Según la demanda, presentada ante un tribunal federal de California, Simon Afram entregó la película en junio para que Netflix la evaluara con vistas a una posible compra. Pocos días después, la plataforma comunicó por correo electrónico que había sufrido el robo de varios discos duros de sus oficinas de Hollywood, entre ellos el que contenía Fortitude.
Simon Afram sostiene que invirtió 45 millones de dólares y siete años de trabajo en sacar adelante la producción, que ya estaba siendo ofrecida a distribuidoras. El productor también acusa a Netflix de no aclarar si denunció el robo ante la policía ni si recurrió a empresas especializadas para intentar recuperar el material.
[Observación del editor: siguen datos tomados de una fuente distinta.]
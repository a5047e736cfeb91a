//! Composable wrappers around unary calls.
//!
//! Each interceptor is itself a [`UnaryCall`] holding the next link, so a
//! chain is just nested values. [`chain`] builds the standard order: auth
//! outermost, then retry, then logging closest to the transport, which means
//! every retry attempt is logged individually.

use std::time::{Duration, Instant};

use async_trait::async_trait;
use reqwest::header::{HeaderMap, HeaderName, HeaderValue};
use tracing::{debug, trace, warn};

use crate::backoff::Backoff;
use crate::client::{is_retryable, ClientError};
use crate::transport::{RpcRequest, RpcResponse, UnaryCall};

pub const API_KEY_HEADER: HeaderName = HeaderName::from_static("x-api-key");

/// Bounds for retrying a single unary call.
#[derive(Debug, Clone, PartialEq)]
pub struct RetryPolicy {
    /// Total attempts, including the first
    pub max_attempts: u32,
    pub initial_backoff: Duration,
    pub max_backoff: Duration,
    pub multiplier: f64,
}

impl RetryPolicy {
    /// Worst-case wall time for one call when each attempt may take up to
    /// `per_attempt`: every attempt plus every backoff at its jittered cap.
    pub fn budget(&self, per_attempt: Duration) -> Duration {
        let attempts = self.max_attempts.max(1);
        let backoff = Backoff::new(self.initial_backoff, self.max_backoff, self.multiplier);
        let waits: Duration = (1..attempts).map(|n| backoff.base_delay(n).mul_f64(1.25)).sum();
        per_attempt.saturating_mul(attempts).saturating_add(waits)
    }
}

impl Default for RetryPolicy {
    fn default() -> Self {
        Self {
            max_attempts: 3,
            initial_backoff: Duration::from_secs(1),
            max_backoff: Duration::from_secs(10),
            multiplier: 2.0,
        }
    }
}

/// Sets the API key header on every request.
pub struct AuthInterceptor<N> {
    api_key: Option<HeaderValue>,
    next: N,
}

impl<N> AuthInterceptor<N> {
    pub fn new(api_key: Option<&str>, next: N) -> Result<Self, ClientError> {
        let api_key = api_key
            .filter(|key| !key.is_empty())
            .map(|key| {
                let mut value = HeaderValue::from_str(key)
                    .map_err(|_| ClientError::Config("API key is not a valid header value".into()))?;
                value.set_sensitive(true);
                Ok::<_, ClientError>(value)
            })
            .transpose()?;
        Ok(Self { api_key, next })
    }

    /// Add the credentials to a header set built outside the chain.
    pub fn apply(&self, headers: &mut HeaderMap) {
        if let Some(key) = &self.api_key {
            headers.insert(API_KEY_HEADER, key.clone());
        }
    }
}

#[async_trait]
impl<N: UnaryCall> UnaryCall for AuthInterceptor<N> {
    async fn call(&self, mut request: RpcRequest) -> Result<RpcResponse, ClientError> {
        self.apply(&mut request.headers);
        self.next.call(request).await
    }
}

/// Retries retryable failures with exponential backoff.
pub struct RetryInterceptor<N> {
    policy: RetryPolicy,
    retryable: fn(&ClientError) -> bool,
    next: N,
}

impl<N> RetryInterceptor<N> {
    pub fn new(policy: RetryPolicy, next: N) -> Self {
        Self::with_predicate(policy, is_retryable, next)
    }

    pub fn with_predicate(policy: RetryPolicy, retryable: fn(&ClientError) -> bool, next: N) -> Self {
        Self {
            policy,
            retryable,
            next,
        }
    }
}

#[async_trait]
impl<N: UnaryCall> UnaryCall for RetryInterceptor<N> {
    async fn call(&self, request: RpcRequest) -> Result<RpcResponse, ClientError> {
        let backoff = Backoff::new(
            self.policy.initial_backoff,
            self.policy.max_backoff,
            self.policy.multiplier,
        );
        let max_attempts = self.policy.max_attempts.max(1);
        let mut attempt = 1;

        loop {
            match self.next.call(request.clone()).await {
                Ok(response) => return Ok(response),
                Err(e) if attempt < max_attempts && (self.retryable)(&e) => {
                    let delay = backoff.next();
                    warn!(
                        procedure = request.procedure,
                        attempt,
                        max_attempts,
                        delay_ms = delay.as_millis() as u64,
                        error = %e,
                        "Request failed, retrying"
                    );
                    tokio::time::sleep(delay).await;
                    attempt += 1;
                }
                Err(e) => return Err(e),
            }
        }
    }
}

/// Logs procedure, payload size, duration and outcome of each call.
pub struct LoggingInterceptor<N> {
    next: N,
}

impl<N> LoggingInterceptor<N> {
    pub fn new(next: N) -> Self {
        Self { next }
    }
}

#[async_trait]
impl<N: UnaryCall> UnaryCall for LoggingInterceptor<N> {
    async fn call(&self, request: RpcRequest) -> Result<RpcResponse, ClientError> {
        let procedure = request.procedure;
        trace!(procedure, size = request.body.len(), "Sync request");

        let start = Instant::now();
        let result = self.next.call(request).await;
        let duration_ms = start.elapsed().as_millis() as u64;

        match &result {
            Ok(response) => trace!(
                procedure,
                duration_ms,
                response_size = response.body.len(),
                "Sync request completed"
            ),
            Err(e) => debug!(procedure, duration_ms, error = %e, "Sync request failed"),
        }
        result
    }
}

/// The standard interceptor stack around a transport.
pub type InterceptedCall<N> = AuthInterceptor<RetryInterceptor<LoggingInterceptor<N>>>;

pub fn chain<N: UnaryCall>(
    transport: N,
    api_key: Option<&str>,
    policy: RetryPolicy,
) -> Result<InterceptedCall<N>, ClientError> {
    AuthInterceptor::new(
        api_key,
        RetryInterceptor::new(policy, LoggingInterceptor::new(transport)),
    )
}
La plataforma, sin embargo, rechaza asumir la responsabilidad. Un portavoz asegura que Netflix no puede cargar con el riesgo de una película que, según afirma, fue entregada sin las medidas de seguridad habituales de la industria.
La historia deja una ironía difícil de superar: Nicolas Cage lleva décadas interpretando personajes que encuentran tesoros imposibles, roban la Declaración de Independencia o sobreviven a toda clase de catástrofes. Pero esta vez ni él ha podido evitar que su película desaparezca sin dejar rastro. Quizá el verdadero thriller no era Fortitude, sino averiguar en qué estantería digital terminó el disco duro.
Ahora será un juez quien decida si la desaparición le sale a Netflix por 105 millones de dólares o si todo queda en otra producción condenada a convertirse, literalmente, en cine perdido.